Bomber aircraft built by Germany

The Siemens-Schuckert R.IV was a bomber aircraft built in Germany during World War I. It was one of six aircraft based on the Siemens-Schuckert R.I that were originally intended to be identical, but which each developed in a different direction and were designated as different aircraft types by the German Inspectorate of Flying Troops (the Idflieg). The Maybach HS engines specified by the Idflieg proved unreliable, but with these engines were replaced by Benz Bz.IV engines, the R.IV saw service on the Eastern Front before being relegated to training duties.

==Design and development==
As designed, the R.IV was a large three-bay biplane with unstaggered wings of unequal span and a fully enclosed cabin.

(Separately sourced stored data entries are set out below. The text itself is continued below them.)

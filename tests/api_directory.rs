use std::sync::Arc;
use std::sync::atomic::{AtomicBool, AtomicUsize, Ordering};

use async_trait::async_trait;
use axum::{
    Router,
    body::{Body, to_bytes},
    http::{Request, StatusCode, header},
};
use serde_json::Value;
use time::macros::{date, datetime};
use tower::ServiceExt;
use uidir::application::directory::DirectoryService;
use uidir::application::repos::{
    FrameworksRepo, LibrariesRepo, LibraryPage, LibraryQueryFilter, PageRange, RepoError,
};
use uidir::application::retry::{RetryExecutor, RetryPolicy};
use uidir::application::revalidation::RevalidationService;
use uidir::application::stats::{PackageRegistry, SourceError, StatsConfig, StatsService};
use uidir::cache::CacheConfig;
use uidir::domain::entities::{FrameworkRecord, FrameworkRef, LibraryRecord, LibrarySummary};
use uidir::domain::types::{PackageName, SortSpec};
use uidir::infra::http::{
    ApiState, DatabaseHealth, HttpState, NO_STORE, PUBLIC_CACHE_CONTROL, RouterState, build_app,
};
use uidir_api_types::{DailyDownloads, PackageDetails};

fn library(id: i64, slug: &str) -> LibraryRecord {
    LibraryRecord {
        id,
        slug: slug.to_string(),
        name: slug.to_string(),
        title: format!("{slug} UI"),
        description: Some("Accessible components".into()),
        meta_title: None,
        meta_description: None,
        icon_url: None,
        website_url: None,
        github_url: None,
        npm_url: None,
        npm_package_name: Some(slug.to_string()),
        github_stars: Some(1_000 * id),
        github_forks: None,
        npm_downloads: Some(50_000),
        latest_version: None,
        last_update: None,
        pricing: Some("free".into()),
        styling: None,
        customization: None,
        installation_command: None,
        total_components: Some(40),
        gallery_images: Vec::new(),
        created_at: datetime!(2025-01-01 0:00 UTC),
        updated_at: datetime!(2025-01-01 0:00 UTC),
    }
}

fn framework(id: i64, slug: &str) -> FrameworkRecord {
    FrameworkRecord {
        id,
        slug: slug.to_string(),
        name: slug.to_string(),
        title: slug.to_string(),
        description: None,
        meta_title: None,
        meta_description: None,
        icon_url: None,
        website_url: None,
        docs_url: None,
        github_url: None,
        npm_url: None,
        npm_package_name: Some(slug.to_string()),
        installation_command: None,
        github_stars: None,
        github_forks: None,
        npm_downloads: None,
        latest_version: None,
        last_update: None,
        kind: Some("library".into()),
        rendering_type: None,
        language: Some("javascript".into()),
        created_at: datetime!(2025-01-01 0:00 UTC),
        updated_at: datetime!(2025-01-01 0:00 UTC),
    }
}

#[derive(Default)]
struct MemoryRepo {
    list_calls: AtomicUsize,
    fail_transient: AtomicBool,
}

#[async_trait]
impl LibrariesRepo for MemoryRepo {
    async fn list_libraries(
        &self,
        _sort: SortSpec,
        filter: &LibraryQueryFilter,
        range: PageRange,
    ) -> Result<LibraryPage, RepoError> {
        self.list_calls.fetch_add(1, Ordering::SeqCst);
        if self.fail_transient.load(Ordering::SeqCst) {
            return Err(RepoError::transient("connection refused"));
        }
        let all = vec![
            LibrarySummary {
                library: library(1, "shadcn-ui"),
                frameworks: vec![FrameworkRef {
                    id: 1,
                    slug: "react".into(),
                    name: "React".into(),
                    icon_url: None,
                    is_primary: true,
                }],
            },
            LibrarySummary {
                library: library(2, "vuetify"),
                frameworks: Vec::new(),
            },
        ];
        let matching: Vec<_> = all
            .into_iter()
            .filter(|summary| {
                filter
                    .framework
                    .as_deref()
                    .is_none_or(|slug| summary.supports_framework(slug))
            })
            .collect();
        let total = matching.len() as u64;
        let libraries = matching
            .into_iter()
            .skip(range.start as usize)
            .take(range.limit() as usize)
            .collect();
        Ok(LibraryPage { libraries, total })
    }

    async fn find_library_by_slug(
        &self,
        slug: &str,
    ) -> Result<Option<LibrarySummary>, RepoError> {
        Ok((slug == "shadcn-ui").then(|| LibrarySummary {
            library: library(1, slug),
            frameworks: Vec::new(),
        }))
    }

    async fn list_libraries_for_framework(
        &self,
        framework_id: i64,
    ) -> Result<Vec<LibraryRecord>, RepoError> {
        Ok(vec![library(framework_id, "shadcn-ui")])
    }
}

#[async_trait]
impl FrameworksRepo for MemoryRepo {
    async fn list_frameworks(
        &self,
        _sort: SortSpec,
        _range: PageRange,
    ) -> Result<(Vec<FrameworkRecord>, u64), RepoError> {
        Ok((vec![framework(1, "react"), framework(2, "vue")], 2))
    }

    async fn find_framework_by_slug(
        &self,
        slug: &str,
    ) -> Result<Option<FrameworkRecord>, RepoError> {
        Ok((slug == "react").then(|| framework(1, slug)))
    }
}

struct FixedRegistry;

#[async_trait]
impl PackageRegistry for FixedRegistry {
    async fn download_series(
        &self,
        _package: &PackageName,
        _window_days: u32,
    ) -> Result<Vec<DailyDownloads>, SourceError> {
        let first = date!(2025 - 03 - 01);
        Ok((0..10)
            .map(|offset| DailyDownloads {
                day: first + time::Duration::days(offset),
                downloads: 1_000,
            })
            .collect())
    }

    async fn package_details(&self, package: &PackageName) -> Result<PackageDetails, SourceError> {
        Ok(PackageDetails {
            version: "1.0.0".into(),
            last_update: None,
            license: "MIT".into(),
            install_command: format!("npm install {package}"),
        })
    }
}

struct FakeDatabase {
    healthy: bool,
}

#[async_trait]
impl DatabaseHealth for FakeDatabase {
    async fn check(&self) -> Result<(), sqlx::Error> {
        if self.healthy {
            Ok(())
        } else {
            Err(sqlx::Error::PoolTimedOut)
        }
    }
}

fn app_with(repo: Arc<MemoryRepo>, healthy: bool) -> Router {
    let cache = CacheConfig::default();
    let stats = Arc::new(StatsService::new(
        Arc::new(FixedRegistry),
        None,
        StatsConfig::default(),
        &cache,
    ));
    let directory = Arc::new(DirectoryService::new(
        repo.clone(),
        repo,
        stats,
        Arc::new(RetryExecutor::new(RetryPolicy {
            max_retries: 0,
            delay: std::time::Duration::ZERO,
        })),
        &cache,
    ));
    let revalidation = Arc::new(RevalidationService::new(None, None, None));

    build_app(RouterState {
        http: HttpState {
            db: Arc::new(FakeDatabase { healthy }),
            environment: Arc::from("test"),
        },
        api: ApiState {
            directory,
            revalidation,
        },
    })
}

fn app() -> Router {
    app_with(Arc::new(MemoryRepo::default()), true)
}

async fn get(app: &Router, uri: &str) -> (StatusCode, axum::http::HeaderMap, Value) {
    let response = app
        .clone()
        .oneshot(
            Request::builder()
                .uri(uri)
                .body(Body::empty())
                .expect("request should build"),
        )
        .await
        .expect("router should respond");
    let status = response.status();
    let headers = response.headers().clone();
    let bytes = to_bytes(response.into_body(), usize::MAX)
        .await
        .expect("body should read");
    let body = if bytes.is_empty() {
        Value::Null
    } else {
        serde_json::from_slice(&bytes).expect("body should be json")
    };
    (status, headers, body)
}

#[tokio::test]
async fn library_listing_is_cacheable_and_paginated() {
    let app = app();
    let (status, headers, body) = get(&app, "/api/libraries?start=0&end=0&sortBy=latest").await;

    assert_eq!(status, StatusCode::OK);
    assert_eq!(headers[header::CACHE_CONTROL], PUBLIC_CACHE_CONTROL);
    assert_eq!(headers[header::X_CONTENT_TYPE_OPTIONS], "nosniff");
    assert_eq!(headers[header::X_FRAME_OPTIONS], "DENY");
    assert!(headers.contains_key("x-request-id"));
    assert_eq!(body["total"], 2);
    assert_eq!(body["libraries"].as_array().map(Vec::len), Some(1));
    assert_eq!(body["libraries"][0]["slug"], "shadcn-ui");
    assert_eq!(body["libraries"][0]["frameworks"][0]["slug"], "react");
}

#[tokio::test]
async fn framework_filter_narrows_listing() {
    let app = app();
    let (status, _, body) = get(&app, "/api/libraries?framework=react").await;
    assert_eq!(status, StatusCode::OK);
    assert_eq!(body["total"], 1);
}

#[tokio::test]
async fn bad_ranges_and_numbers_are_rejected() {
    let app = app();

    let (status, headers, body) = get(&app, "/api/libraries?start=10&end=2").await;
    assert_eq!(status, StatusCode::BAD_REQUEST);
    assert_eq!(body["error"]["code"], "invalid_range");
    assert_eq!(headers[header::CACHE_CONTROL], NO_STORE);

    let (status, _, body) = get(&app, "/api/libraries?start=0&end=4294967295").await;
    assert_eq!(status, StatusCode::BAD_REQUEST);
    assert_eq!(body["error"]["code"], "invalid_range");

    let (status, _, body) = get(&app, "/api/libraries?minComponents=lots").await;
    assert_eq!(status, StatusCode::BAD_REQUEST);
    assert_eq!(body["error"]["code"], "bad_request");

    let (status, _, _) = get(&app, "/api/libraries/shadcn-ui?window=7").await;
    assert_eq!(status, StatusCode::BAD_REQUEST);
}

#[tokio::test]
async fn unknown_slugs_are_json_404s() {
    let app = app();

    let (status, headers, body) = get(&app, "/api/libraries/nope").await;
    assert_eq!(status, StatusCode::NOT_FOUND);
    assert_eq!(body["error"]["code"], "not_found");
    assert_eq!(body["error"]["message"], "Library not found");
    assert_eq!(headers[header::CACHE_CONTROL], NO_STORE);

    let (status, _, body) = get(&app, "/api/frameworks/nope").await;
    assert_eq!(status, StatusCode::NOT_FOUND);
    assert_eq!(body["error"]["message"], "Framework not found");

    let (status, _, _) = get(&app, "/no/such/route").await;
    assert_eq!(status, StatusCode::NOT_FOUND);
}

#[tokio::test]
async fn library_detail_carries_stats_panel() {
    let app = app();
    let (status, _, body) = get(&app, "/api/libraries/shadcn-ui?window=30").await;

    assert_eq!(status, StatusCode::OK);
    assert_eq!(body["library"]["slug"], "shadcn-ui");
    assert_eq!(body["stats"]["window_days"], 30);
    assert_eq!(body["stats"]["total_downloads"], 7_000);
    assert_eq!(body["stats"]["total_display"], "7.0k");
    assert_eq!(body["stats"]["details"]["version"], "1.0.0");
}

#[tokio::test]
async fn framework_endpoints() {
    let app = app();

    let (status, _, body) = get(&app, "/api/frameworks?sortBy=components").await;
    assert_eq!(status, StatusCode::OK);
    assert_eq!(body["total"], 2);
    assert_eq!(body["frameworks"][0]["type"], "library");

    let (status, _, body) = get(&app, "/api/frameworks/react").await;
    assert_eq!(status, StatusCode::OK);
    assert_eq!(body["framework"]["slug"], "react");
    assert_eq!(body["libraries"][0]["slug"], "shadcn-ui");
    assert_eq!(body["stats"]["window_days"], 14);
}

#[tokio::test]
async fn package_stats_accepts_scoped_names() {
    let app = app();

    let (status, _, body) = get(&app, "/api/stats/@radix-ui/react-dialog").await;
    assert_eq!(status, StatusCode::OK);
    assert_eq!(body["package"], "@radix-ui/react-dialog");
    assert_eq!(
        body["details"]["install_command"],
        "npm install @radix-ui/react-dialog"
    );

    let (status, _, body) = get(&app, "/api/stats/Not%20Valid").await;
    assert_eq!(status, StatusCode::BAD_REQUEST);
    assert_eq!(body["error"]["code"], "invalid_package");
}

#[tokio::test]
async fn transient_repo_failures_are_503_and_not_cached() {
    let repo = Arc::new(MemoryRepo::default());
    repo.fail_transient.store(true, Ordering::SeqCst);
    let app = app_with(repo.clone(), true);

    let (status, headers, body) = get(&app, "/api/libraries").await;
    assert_eq!(status, StatusCode::SERVICE_UNAVAILABLE);
    assert_eq!(body["error"]["code"], "unavailable");
    assert!(body["error"].get("hint").is_none());
    assert_eq!(headers[header::CACHE_CONTROL], NO_STORE);

    repo.fail_transient.store(false, Ordering::SeqCst);
    let (status, _, _) = get(&app, "/api/libraries").await;
    assert_eq!(status, StatusCode::OK);
    assert_eq!(repo.list_calls.load(Ordering::SeqCst), 2);
}

#[tokio::test]
async fn health_and_timestamp_probes() {
    let (status, headers, _) = get(&app(), "/_health/db").await;
    assert_eq!(status, StatusCode::NO_CONTENT);
    assert_eq!(headers[header::CACHE_CONTROL], NO_STORE);

    let unhealthy = app_with(Arc::new(MemoryRepo::default()), false);
    let (status, _, _) = get(&unhealthy, "/_health/db").await;
    assert_eq!(status, StatusCode::SERVICE_UNAVAILABLE);

    let (status, headers, body) = get(&app(), "/api/timestamp").await;
    assert_eq!(status, StatusCode::OK);
    assert_eq!(headers[header::CACHE_CONTROL], NO_STORE);
    assert_eq!(body["environment"], "test");
    assert!(body["timestamp"].as_str().is_some());
}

The three 180-kW (240-hp) Maybach HS engines were mounted internally in the fuselage, and transmitted their power via driveshafts to two propellers mounted tractor-fashion on the interplane struts nearest the fuselage. The main undercarriage consisted of divided units, each of which carried dual wheels, and the tail was supported by a pair of tailwheels. The fuselage was forked into an upper and lower section, which allowed a clear field of fire to the rear of the aircraft.

Siemens-Schuckert delivered the R.IV to the German military on 29 January 1916, and trouble with the engines began almost immediately. Shortly after test flights commenced, it was necessary to replace the original HS engines with new ones. While the engines were being replaced, a number of other modifications were carried out, including replacing the original nose-mounted radiators with aerofoil-shaped radiators fitted in the upper wing and adding new gravity-fed fuel tanks. With these improvements in place, the R.IV flew again in May 1916. Even then, the engines overheated until one of the cylinders turned blue.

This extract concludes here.